- _Work item_: Everything from the first line of the records below through the line containing "async fn apply_migration(pool: &SqlitePool, sql: &str)" is to be retyped exactly; leave out the rest.

▬▬▬▬▬▬

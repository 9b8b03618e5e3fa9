// Migration Runner

use cmdvault_core::error::{AppError, Result};
use sqlx::SqlitePool;
use tracing::info;

const MIGRATIONS: &[(i64, &str, &str)] = &[(
    1,
    "Command catalog",
    include_str!("../migrations/001_initial_schema.sql"),
)];

fn db_err(e: sqlx::Error) -> AppError {
    AppError::Database(e.to_string())
}

/// Run database migrations
pub async fn run_migrations(pool: &SqlitePool) -> Result<()> {
    info!("Running database migrations...");

    // Check if schema_version table exists
    let table_exists: i64 = sqlx::query_scalar(
        "SELECT COUNT(*) FROM sqlite_master WHERE type='table' AND name='schema_version'",
    )
    .fetch_one(pool)
    .await
    .map_err(db_err)?;

    let current_version: i64 = if table_exists > 0 {
        sqlx::query_scalar("SELECT version FROM schema_version ORDER BY version DESC LIMIT 1")
            .fetch_optional(pool)
            .await
            .map_err(db_err)?
            .unwrap_or(0)
    } else {
        0
    };

    info!("Current schema version: {}", current_version);

    for (version, name, sql) in MIGRATIONS {
        if current_version < *version {
            info!("Applying migration {:03}: {}", version, name);
            apply_migration(pool, sql).await?;
        }
    }

    info!("All migrations applied successfully");
    Ok(())
}

/// Apply a single migration SQL file
async fn apply_migration(pool: &SqlitePool, sql: &str) -> Result<()> {
    let mut tx = pool.begin().await.map_err(db_err)?;

    // Statements are separated by ';' (no semicolons in comments or literals)
    for statement in sql.split(';') {
        let clean_statement: String = statement
            .lines()
            .filter(|line| !line.trim().starts_with("--"))
            .collect::<Vec<_>>()
            .join("\n")
            .trim()
            .to_string();

        if !clean_statement.is_empty() {
            sqlx::query(&clean_statement)
                .execute(&mut *tx)
                .await
                .map_err(db_err)?;
        }
    }

    tx.commit().await.map_err(db_err)?;
    Ok(())
}
// Command Registry - validation and normalization in front of the catalog

use crate::domain::{normalize_tags, split_tags, Command, CommandPatch};
use crate::error::{AppError, Result};
use crate::port::{CatalogStore, CommandFilter, CommandQuery, IdProvider, TimeProvider};
use serde::{Deserialize, Serialize};
use std::sync::Arc;
use tracing::{debug, info, warn};

/// Add-command request (tags as typed by the user, comma-separated)
#[derive(Debug, Clone, Default, Serialize, Deserialize)]
pub struct AddCommandRequest {
    pub name: String,
    pub command_text: String,
    #[serde(default)]
    pub description: String,
    #[serde(default)]
    pub tags: String,
}

/// Partial update request; `None` keeps the stored value
#[derive(Debug, Clone, Default, Serialize, Deserialize)]
pub struct UpdateCommandRequest {
    pub name: String,
    #[serde(default)]
    pub command_text: Option<String>,
    #[serde(default)]
    pub description: Option<String>,
    #[serde(default)]
    pub tags: Option<String>,
}

/// Clamp a caller-supplied paging value into the store's range
fn clamp_page(value: i64) -> u32 {
    value.clamp(0, i64::from(u32::MAX)) as u32
}

/// Command Registry
pub struct CommandRegistry {
    store: Arc<dyn CatalogStore>,
    id_provider: Arc<dyn IdProvider>,
    time_provider: Arc<dyn TimeProvider>,
}

impl CommandRegistry {
    pub fn new(
        store: Arc<dyn CatalogStore>,
        id_provider: Arc<dyn IdProvider>,
        time_provider: Arc<dyn TimeProvider>,
    ) -> Self {
        Self {
            store,
            id_provider,
            time_provider,
        }
    }

    /// Validate, normalize and store a new command
    ///
    /// # Errors
    /// - `AppError::Validation` if name or command text is blank
    /// - `AppError::DuplicateName` if the name is taken
    pub async fn add_command(&self, req: AddCommandRequest) -> Result<Command> {
        let command = Command::new(
            self.id_provider.generate_id(),
            self.time_provider.now_millis(),
            &req.name,
            &req.command_text,
            req.description,
            split_tags(&req.tags),
        )?;

        info!(name = %command.name, tags = ?command.tags, "Adding command");
        if let Err(e) = self.store.insert(&command).await {
            warn!(name = %command.name, error = %e, "Failed to add command");
            return Err(e);
        }
        Ok(command)
    }

    /// Page through the catalog; negative values are treated as zero
    pub async fn list_commands(&self, limit: i64, offset: i64) -> Result<Vec<Command>> {
        let (limit, offset) = (clamp_page(limit), clamp_page(offset));
        debug!(limit, offset, "Listing commands");
        self.store.list(limit, offset).await
    }

    /// Find a command by name
    pub async fn find_command(&self, name: &str) -> Result<Command> {
        let name = name.trim();
        if name.is_empty() {
            return Err(AppError::NotFound("Command name is empty".to_string()));
        }
        self.store.find_by_name(name).await
    }

    /// Apply a partial update
    ///
    /// # Errors
    /// - `AppError::NotFound` if the command does not exist
    /// - `AppError::Validation` if nothing would change or the new text is blank
    pub async fn update_command(&self, req: UpdateCommandRequest) -> Result<Command> {
        let patch = CommandPatch {
            command_text: req.command_text,
            description: req.description,
            tags: req.tags.as_deref().map(split_tags),
        };
        if patch.is_empty() {
            return Err(AppError::Validation("Nothing to update".to_string()));
        }

        let mut command = self.find_command(&req.name).await?;
        command.apply(patch, self.time_provider.now_millis())?;

        info!(name = %command.name, "Updating command");
        self.store.update(&command).await?;
        Ok(command)
    }

    /// Search by free text and/or tags; paging as in `list_commands`
    pub async fn search_commands(
        &self,
        text: Option<&str>,
        tags: Vec<String>,
        limit: i64,
        offset: i64,
    ) -> Result<Vec<Command>> {
        let query = CommandQuery {
            text: text
                .map(str::trim)
                .filter(|t| !t.is_empty())
                .map(str::to_string),
            tags: normalize_tags(tags),
        };
        debug!(query = ?query, "Searching commands");
        self.store
            .search(&query, clamp_page(limit), clamp_page(offset))
            .await
    }

    /// Delete by name and/or tags; with neither, nothing is deleted
    pub async fn delete_commands(&self, name: Option<&str>, tags: Vec<String>) -> Result<u64> {
        let filter = CommandFilter {
            name: name.map(str::trim).filter(|n| !n.is_empty()).map(str::to_string),
            tags: normalize_tags(tags),
        };
        if filter.is_empty() {
            debug!("Delete called without criteria, nothing to do");
            return Ok(0);
        }

        let deleted = self.store.delete(&filter).await?;
        info!(filter = ?filter, deleted, "Deleted commands");
        Ok(deleted)
    }

    pub async fn delete_all_commands(&self) -> Result<u64> {
        let deleted = self.store.delete_all().await?;
        warn!(deleted, "Deleted all commands");
        Ok(deleted)
    }

    pub async fn count_commands(&self) -> Result<i64> {
        self.store.count().await
    }
}

#[cfg(test)]
mod tests {
    use super::*;
    use crate::port::catalog_store::mocks::InMemoryCatalogStore;
    use crate::port::id_provider::SequentialIdProvider;
    use crate::port::time_provider::ManualTimeProvider;

    fn registry() -> CommandRegistry {
        CommandRegistry::new(
            Arc::new(InMemoryCatalogStore::new()),
            Arc::new(SequentialIdProvider::new("cmd")),
            Arc::new(ManualTimeProvider::new(1_000)),
        )
    }

    fn add(name: &str, text: &str, tags: &str) -> AddCommandRequest {
        AddCommandRequest {
            name: name.to_string(),
            command_text: text.to_string(),
            description: String::new(),
            tags: tags.to_string(),
        }
    }

    #[tokio::test]
    async fn test_add_then_list_normalizes_tags() {
        let registry = registry();
        registry
            .add_command(add("build", "cargo build", " rust, ci ,,rust"))
            .await
            .unwrap();

        let commands = registry.list_commands(1, 0).await.unwrap();
        let found: Vec<_> = commands.iter().filter(|c| c.name == "build").collect();
        assert_eq!(found.len(), 1);
        assert_eq!(found[0].tags, vec!["rust", "ci"]);
        assert_eq!(found[0].id, "cmd-1");
        assert_eq!(found[0].created_at, 1_000);
    }

    #[tokio::test]
    async fn test_add_rejects_empty_name() {
        let err = registry()
            .add_command(add("", "echo hi", ""))
            .await
            .unwrap_err();
        assert!(matches!(err, AppError::Validation(_)));
    }

    #[tokio::test]
    async fn test_add_rejects_blank_command_text() {
        let err = registry()
            .add_command(add("greet", "   ", ""))
            .await
            .unwrap_err();
        assert!(matches!(err, AppError::Validation(_)));
    }

    #[tokio::test]
    async fn test_add_duplicate_is_rejected() {
        let registry = registry();
        registry.add_command(add("greet", "echo hi", "")).await.unwrap();

        let err = registry
            .add_command(add(" greet ", "echo hello", ""))
            .await
            .unwrap_err();
        assert!(matches!(err, AppError::DuplicateName(name) if name == "greet"));

        let stored = registry.find_command("greet").await.unwrap();
        assert_eq!(stored.command_text, "echo hi");
    }

    #[tokio::test]
    async fn test_list_empty_and_out_of_range() {
        let registry = registry();
        assert!(registry.list_commands(100, 0).await.unwrap().is_empty());

        registry.add_command(add("a", "true", "")).await.unwrap();
        assert!(registry.list_commands(10, 5).await.unwrap().is_empty());
    }

    #[tokio::test]
    async fn test_list_clamps_negative_paging() {
        let registry = registry();
        registry.add_command(add("a", "true", "")).await.unwrap();
        registry.add_command(add("b", "true", "")).await.unwrap();

        assert!(registry.list_commands(-5, 0).await.unwrap().is_empty());
        let all = registry.list_commands(10, -3).await.unwrap();
        let names: Vec<_> = all.iter().map(|c| c.name.as_str()).collect();
        assert_eq!(names, vec!["a", "b"]);
    }

    #[tokio::test]
    async fn test_find_missing_command() {
        let err = registry().find_command("nope").await.unwrap_err();
        assert!(matches!(err, AppError::NotFound(_)));
    }

    #[tokio::test]
    async fn test_update_command() {
        let registry = registry();
        registry.add_command(add("greet", "echo hi", "demo")).await.unwrap();

        let updated = registry
            .update_command(UpdateCommandRequest {
                name: "greet".to_string(),
                command_text: None,
                description: Some("says hi".to_string()),
                tags: Some("demo, shell".to_string()),
            })
            .await
            .unwrap();
        assert_eq!(updated.description, "says hi");
        assert_eq!(updated.tags, vec!["demo", "shell"]);

        let stored = registry.find_command("greet").await.unwrap();
        assert_eq!(stored, updated);
    }

    #[tokio::test]
    async fn test_update_requires_changes() {
        let registry = registry();
        registry.add_command(add("greet", "echo hi", "")).await.unwrap();

        let err = registry
            .update_command(UpdateCommandRequest {
                name: "greet".to_string(),
                ..Default::default()
            })
            .await
            .unwrap_err();
        assert!(matches!(err, AppError::Validation(_)));
    }

    #[tokio::test]
    async fn test_search_and_delete() {
        let registry = registry();
        registry.add_command(add("build", "cargo build", "rust")).await.unwrap();
        registry.add_command(add("test", "cargo test", "rust,ci")).await.unwrap();
        registry.add_command(add("lint", "npm run lint", "js,ci")).await.unwrap();

        let cargo = registry
            .search_commands(Some("CARGO"), vec![], 10, 0)
            .await
            .unwrap();
        assert_eq!(cargo.len(), 2);

        let ci = registry
            .search_commands(None, vec!["ci".to_string()], 10, 0)
            .await
            .unwrap();
        let names: Vec<_> = ci.iter().map(|c| c.name.as_str()).collect();
        assert_eq!(names, vec!["test", "lint"]);

        assert_eq!(registry.delete_commands(None, vec![]).await.unwrap(), 0);
        assert_eq!(
            registry
                .delete_commands(None, vec!["ci".to_string()])
                .await
                .unwrap(),
            2
        );
        assert_eq!(registry.count_commands().await.unwrap(), 1);
        assert_eq!(registry.delete_all_commands().await.unwrap(), 1);
    }
}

▬▬▬▬▬▬

- _Written answer_:
repository 9b8b03618e5e3fa9
// Migration Runner

use cmdvault_core::error::{AppError, Result};
use sqlx::SqlitePool;
use tracing::info;

const MIGRATIONS: &[(i64, &str, &str)] = &[(
    1,
    "Command catalog",
    include_str!("../migrations/001_initial_schema.sql"),
)];

fn db_err(e: sqlx::Error) -> AppError {
    AppError::Database(e.to_string())
}

/// Run database migrations
pub async fn run_migrations(pool: &SqlitePool) -> Result<()> {
    info!("Running database migrations...");

    // Check if schema_version table exists
    let table_exists: i64 = sqlx::query_scalar(
        "SELECT COUNT(*) FROM sqlite_master WHERE type='table' AND name='schema_version'",
    )
    .fetch_one(pool)
    .await
    .map_err(db_err)?;

    let current_version: i64 = if table_exists > 0 {
        sqlx::query_scalar("SELECT version FROM schema_version ORDER BY version DESC LIMIT 1")
            .fetch_optional(pool)
            .await
            .map_err(db_err)?
            .unwrap_or(0)
    } else {
        0
    };

    info!("Current schema version: {}", current_version);

    for (version, name, sql) in MIGRATIONS {
        if current_version < *version {
            info!("Applying migration {:03}: {}", version, name);
            apply_migration(pool, sql).await?;
        }
    }

    info!("All migrations applied successfully");
    Ok(())
}

/// Apply a single migration SQL file
async fn apply_migration(pool: &SqlitePool, sql: &str) -> Result<()> {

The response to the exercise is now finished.